A crossroads arrived in 2014. Environmental regulations required that natural gas instead of fuel oil be used to start up the three oldest generators, which would cost about $10 million, CWLP told aldermen. The two oldest plants would bring in $430,000 in one year from sales to the grid; otherwise, they would have to be closed at a short-term cost of more than $11 million. The council kept the generators going.
Aldermen showed no surprise last year when presented with a utility-funded study that found the same things as the Sierra Club and the chamber: The city's three oldest coal-fired generators should be shut down as soon as possible. According to the study released last year but dated 2018, the three oldest could close as soon as June 2020.
In February, aldermen approved a resolution calling for the two oldest coal-fired generators to close by the end of this year.
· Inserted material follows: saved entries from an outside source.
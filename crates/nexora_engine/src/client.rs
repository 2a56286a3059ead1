use std::sync::Arc;
use std::time::Duration;

use nexora_core::{AssessmentAnswers, Credentials, Dashboard, TrendingCareer};
use nexora_logging::{nexora_debug, nexora_warn};
use reqwest::header::{AUTHORIZATION, CONTENT_TYPE};
use reqwest::{Method, StatusCode};
use serde::Serialize;
use serde_json::Value;
use url::Url;

use crate::token::TokenStore;
use crate::{ApiError, FailureKind};

const ASSESSMENT_PATH: &str = "api/chatbot/assessment";
const CHAT_PATH: &str = "api/chat/ask/";
const TOKEN_PATH: &str = "api/token/";
const REGISTER_PATH: &str = "api/auth/register/";
const TRENDING_PATH: &str = "api/trending-careers";

#[derive(Debug, Clone)]
pub struct ApiSettings {
    pub base_url: String,
    pub connect_timeout: Duration,
    pub request_timeout: Duration,
}

impl Default for ApiSettings {
    fn default() -> Self {
        Self {
            base_url: "http://localhost:8000".to_string(),
            connect_timeout: Duration::from_secs(10),
            request_timeout: Duration::from_secs(30),
        }
    }
}

/// Body for `/api/chat/ask/`: either a chat session or a named conversation.
#[derive(Debug, Clone, PartialEq, Eq, Serialize)]
#[serde(untagged)]
pub enum ChatRequest {
    Session { session_id: String, message: String },
    Conversation { message: String, conversation_id: String },
}

#[async_trait::async_trait]
pub trait CareerApi: Send + Sync {
    async fn submit_assessment(&self, answers: &AssessmentAnswers) -> Result<Dashboard, ApiError>;
    async fn ask(&self, request: &ChatRequest) -> Result<String, ApiError>;
    /// Exchanges credentials for a bearer token and stores it.
    async fn obtain_token(&self, credentials: &Credentials) -> Result<(), ApiError>;
    async fn register(&self, credentials: &Credentials) -> Result<(), ApiError>;
    async fn trending_careers(&self) -> Result<Vec<TrendingCareer>, ApiError>;
}

pub struct ReqwestApi {
    base_url: Url,
    client: reqwest::Client,
    tokens: Arc<dyn TokenStore>,
}

impl ReqwestApi {
    pub fn new(settings: &ApiSettings, tokens: Arc<dyn TokenStore>) -> Result<Self, ApiError> {
        let mut raw = settings.base_url.trim().to_string();
        if !raw.ends_with('/') {
            raw.push('/');
        }
        let base_url =
            Url::parse(&raw).map_err(|err| ApiError::new(FailureKind::InvalidUrl, err.to_string()))?;
        let client = reqwest::Client::builder()
            .connect_timeout(settings.connect_timeout)
            .timeout(settings.request_timeout)
            .build()
            .map_err(|err| ApiError::new(FailureKind::Network, err.to_string()))?;
        Ok(Self {
            base_url,
            client,
            tokens,
        })
    }

    pub fn tokens(&self) -> &Arc<dyn TokenStore> {
        &self.tokens
    }

    async fn send(&self, method: Method, path: &str, body: Option<&impl Serialize>) -> Result<Value, ApiError> {
        let url = self
            .base_url
            .join(path)
            .map_err(|err| ApiError::new(FailureKind::InvalidUrl, err.to_string()))?;
        nexora_debug!("{} {}", method, url);

        let mut request = self.client.request(method, url);
        if let Some(token) = self.tokens.get() {
            request = request.header(AUTHORIZATION, format!("Bearer {token}"));
        }
        if let Some(body) = body {
            let encoded = serde_json::to_vec(body)
                .map_err(|err| ApiError::new(FailureKind::Decode, err.to_string()))?;
            request = request.header(CONTENT_TYPE, "application/json").body(encoded);
        }

        let response = request.send().await.map_err(map_reqwest_error)?;
        let status = response.status();
        let bytes = response.bytes().await.map_err(map_reqwest_error)?;

        if status == StatusCode::UNAUTHORIZED {
            nexora_warn!("API answered 401 for {}; discarding token", path);
            self.tokens.clear();
            return Err(ApiError::new(FailureKind::Unauthorized, status.to_string()));
        }
        if !status.is_success() {
            let detail = serde_json::from_slice::<Value>(&bytes)
                .ok()
                .and_then(|body| body.get("error").and_then(Value::as_str).map(str::to_string));
            return Err(
                ApiError::new(FailureKind::HttpStatus(status.as_u16()), status.to_string())
                    .with_detail(detail),
            );
        }
        if bytes.is_empty() {
            return Ok(Value::Null);
        }
        serde_json::from_slice(&bytes).map_err(|err| ApiError::new(FailureKind::Decode, err.to_string()))
    }
}

#[async_trait::async_trait]
impl CareerApi for ReqwestApi {
    async fn submit_assessment(&self, answers: &AssessmentAnswers) -> Result<Dashboard, ApiError> {
        let value = self.send(Method::POST, ASSESSMENT_PATH, Some(answers)).await?;
        Ok(Dashboard::from_value(value))
    }

    async fn ask(&self, request: &ChatRequest) -> Result<String, ApiError> {
        let value = self.send(Method::POST, CHAT_PATH, Some(request)).await?;
        Ok(reply_text(&value))
    }

    async fn obtain_token(&self, credentials: &Credentials) -> Result<(), ApiError> {
        let value = self.send(Method::POST, TOKEN_PATH, Some(credentials)).await?;
        match value.get("access").and_then(Value::as_str) {
            Some(access) if !access.is_empty() => {
                self.tokens.set(access);
                Ok(())
            }
            _ => Err(ApiError::new(FailureKind::Decode, "response has no access token")),
        }
    }

    async fn register(&self, credentials: &Credentials) -> Result<(), ApiError> {
        self.send(Method::POST, REGISTER_PATH, Some(credentials)).await?;
        Ok(())
    }

    async fn trending_careers(&self) -> Result<Vec<TrendingCareer>, ApiError> {
        let value = self.send(Method::GET, TRENDING_PATH, None::<&()>).await?;
        if value.is_null() {
            return Ok(Vec::new());
        }
        serde_json::from_value(value).map_err(|err| ApiError::new(FailureKind::Decode, err.to_string()))
    }
}

/// `text`, else `reply`, else an ellipsis.
fn reply_text(value: &Value) -> String {
    ["text", "reply"]
        .iter()
        .filter_map(|key| value.get(*key).and_then(Value::as_str))
        .find(|text| !text.is_empty())
        .unwrap_or("...")
        .to_string()
}

fn map_reqwest_error(err: reqwest::Error) -> ApiError {
    if err.is_timeout() {
        return ApiError::new(FailureKind::Timeout, err.to_string());
    }
    ApiError::new(FailureKind::Network, err.to_string())
}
Under the resolution, the third-oldest coal-fired generator will close by Sept. 15, 2023.
The utility will be left with a single coal-fired generator that can produce 200 megawatts, two small oil-fired generators and a 115-megawatt generator, designed for peak demand periods, that can burn either natural gas or fuel oil. That, says CWLP chief utility engineer Doug Brown, should be sufficient to cover the city's needs for all but one half of one percent in any given year.
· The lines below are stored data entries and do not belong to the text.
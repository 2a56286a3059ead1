use std::sync::atomic::{AtomicI64, Ordering};
use std::sync::Arc;
use std::time::Duration;

use chrono::Utc;
use nexora_core::{Effect, Msg, RoadmapStamp};
use nexora_engine::{ApiError, CareerApi, EngineEvent, EngineHandle, TokenStore};
use nexora_logging::{nexora_debug, nexora_info, nexora_warn};

use super::persistence::Storage;

const LOGIN_FAILED: &str = "Invalid email or password. Please try again.";
const REGISTER_FAILED: &str = "Something went wrong. Please try again.";

#[derive(Debug, Clone, Copy, PartialEq, Eq)]
enum AuthRequest {
    Login,
    Register,
}

/// Executes effects from the core and turns engine events back into messages.
pub struct EffectRunner {
    engine: EngineHandle,
    storage: Storage,
    tokens: Arc<dyn TokenStore>,
    in_flight: usize,
    expiries_due: usize,
    auth_request: Option<AuthRequest>,
}

impl EffectRunner {
    pub fn new(api: Arc<dyn CareerApi>, storage: Storage) -> std::io::Result<Self> {
        let tokens = storage.tokens();
        Ok(Self {
            engine: EngineHandle::new(api)?,
            storage,
            tokens,
            in_flight: 0,
            expiries_due: 0,
            auth_request: None,
        })
    }

    pub fn storage(&self) -> &Storage {
        &self.storage
    }

    /// Requests sent to the engine whose events have not arrived yet.
    pub fn pending(&self) -> usize {
        self.in_flight + self.expiries_due
    }

    pub fn run(&mut self, effects: Vec<Effect>) {
        for effect in effects {
            match effect {
                Effect::SubmitAssessment {
                    submission_id,
                    answers,
                } => {
                    nexora_info!("SubmitAssessment submission_id={}", submission_id);
                    self.engine.submit_assessment(submission_id, answers);
                    self.in_flight += 1;
                }
                Effect::SendChat {
                    session_id,
                    message,
                } => {
                    nexora_debug!("SendChat session_id={} len={}", session_id, message.len());
                    self.engine.send_chat(session_id, message);
                    self.in_flight += 1;
                }
                Effect::GenerateRoadmap { topic, prompt } => {
                    nexora_info!("GenerateRoadmap topic={:?}", topic);
                    self.engine.draft_roadmap(topic, prompt);
                    self.in_flight += 1;
                }
                Effect::PersistRoadmap(items) => {
                    nexora_debug!("PersistRoadmap items={}", items.len());
                    self.storage.save_roadmap(&items);
                }
                Effect::Login(credentials) => {
                    self.auth_request = Some(AuthRequest::Login);
                    self.engine.login(credentials);
                    self.in_flight += 1;
                }
                Effect::Register(credentials) => {
                    self.auth_request = Some(AuthRequest::Register);
                    self.engine.register(credentials);
                    self.in_flight += 1;
                }
                Effect::ClearToken => {
                    nexora_info!("Clearing stored token");
                    self.tokens.clear();
                }
                Effect::FetchTrending => {
                    self.engine.fetch_trending();
                    self.in_flight += 1;
                }
                Effect::PersistCommunity(posts) => {
                    nexora_debug!("PersistCommunity posts={}", posts.len());
                    self.storage.save_community(&posts);
                }
            }
        }
    }

    /// Waits up to `timeout` for the next engine event.
    pub fn next_msg(&mut self, timeout: Duration) -> Option<Msg> {
        let event = self.engine.recv_timeout(timeout)?;
        Some(self.translate(event))
    }

    fn translate(&mut self, event: EngineEvent) -> Msg {
        match event {
            EngineEvent::SessionExpired => {
                self.expiries_due = self.expiries_due.saturating_sub(1);
                nexora_warn!("Session expired");
                Msg::SessionExpired
            }
            EngineEvent::AuthCompleted { result } => {
                self.settled();
                let fallback = match self.auth_request.take() {
                    Some(AuthRequest::Register) => REGISTER_FAILED,
                    Some(AuthRequest::Login) | None => LOGIN_FAILED,
                };
                if let Err(err) = &result {
                    nexora_warn!("Authentication failed: {}", err);
                }
                Msg::AuthCompleted(result.map_err(|err| err.user_message(fallback)))
            }
            EngineEvent::AssessmentCompleted {
                submission_id,
                result,
            } => {
                self.settled();
                Msg::AssessmentCompleted {
                    submission_id,
                    result: result.map_err(|err| self.describe(err)),
                }
            }
            EngineEvent::ChatReplied { session_id, result } => {
                self.settled();
                Msg::ChatReplied {
                    session_id,
                    reply: result.map_err(|err| self.describe(err)),
                }
            }
            EngineEvent::RoadmapDrafted { topic, result } => {
                self.settled();
                Msg::RoadmapGenerated {
                    topic,
                    result: result.map_err(|err| self.describe(err)),
                    stamp: new_stamp(),
                }
            }
            EngineEvent::TrendingLoaded { result } => {
                self.settled();
                Msg::TrendingLoaded(result.map_err(|err| self.describe(err)))
            }
        }
    }

    fn settled(&mut self) {
        self.in_flight = self.in_flight.saturating_sub(1);
    }

    // An unauthorized result is always followed by a SessionExpired event.
    fn describe(&mut self, err: ApiError) -> String {
        if err.is_unauthorized() {
            self.expiries_due += 1;
        }
        err.user_message(&err.to_string())
    }
}

static LAST_ID: AtomicI64 = AtomicI64::new(0);

/// Millisecond timestamp ids, bumped when two are taken in the same millisecond.
fn next_id() -> i64 {
    let now = Utc::now().timestamp_millis();
    let previous = LAST_ID
        .fetch_update(Ordering::SeqCst, Ordering::SeqCst, |last| Some(now.max(last + 1)))
        .unwrap_or(now);
    now.max(previous + 1)
}

pub fn new_stamp() -> RoadmapStamp {
    RoadmapStamp {
        id: next_id().to_string(),
        created_at: Utc::now().to_rfc3339(),
    }
}

pub fn new_session_id() -> String {
    format!("chat_{}", next_id())
}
"We've made some really tough decisions"
"The best approach is diversification," says Brown, who started work at the utility in 1994 and rose to the top job in 2015. CWLP now plans to buy renewable energy as well as power generated elsewhere that likely will be generated by natural gas.
Brown professes to be intrigued by a proposed Pawnee power plant that would be fueled by natural gas. The plant proposed by EmberClear, a Texas-based company, wasn't initially embraced at city hall, where officials worried about impacts on CWLP power sales. Seeking tax breaks on construction that needed approval from both the city and Sangamon County, EmberClear in 2017 first pitched the county, which complains that the high price of CWLP power discourages economic development.
"I drew the short stick and had the pleasure of going over to the mayor's office and telling him about this power plant," McFadden recalls. "He was pretty animated. He was more animated than I've ever seen him."
"I've watched it evolve from some outright hostility at the beginning to maybe there's a way this natural gas plant can help the city," McFadden says.
John Kinnamon, an EmberClear vice president, says the project is taking longer than envisioned. The Illinois Environmental Protection Agency hasn't issued a pollution permit, he said, and the company also needs clearance to plug into the regional power grid before construction can start. He said he hopes to start construction in 2021 and begin operations in 2023. He said he'd love to have CWLP as a partner. A transmission line from the plant to the city would cost $10 million, he said.
"We feel that our project is compatible with the way the city procures and manages its energy," Kinnamon said. "We feel that we could significantly lower a portion of their costs of generation."
Brown says he isn't ready to erect a power line between Pawnee and Springfield, if the plant is built, but he'd be interested in power purchase contracts, if the price is right.
"Can they be competitive against all the other suppliers?" Brown asks. "That's going to be a challenge for them, I think. I'm really excited to see what they can offer in a formal bidding process."
In any case, CWLP, Brown says, has turned a corner.
"We've made some really tough decisions," he says. "We're headed in the right direction."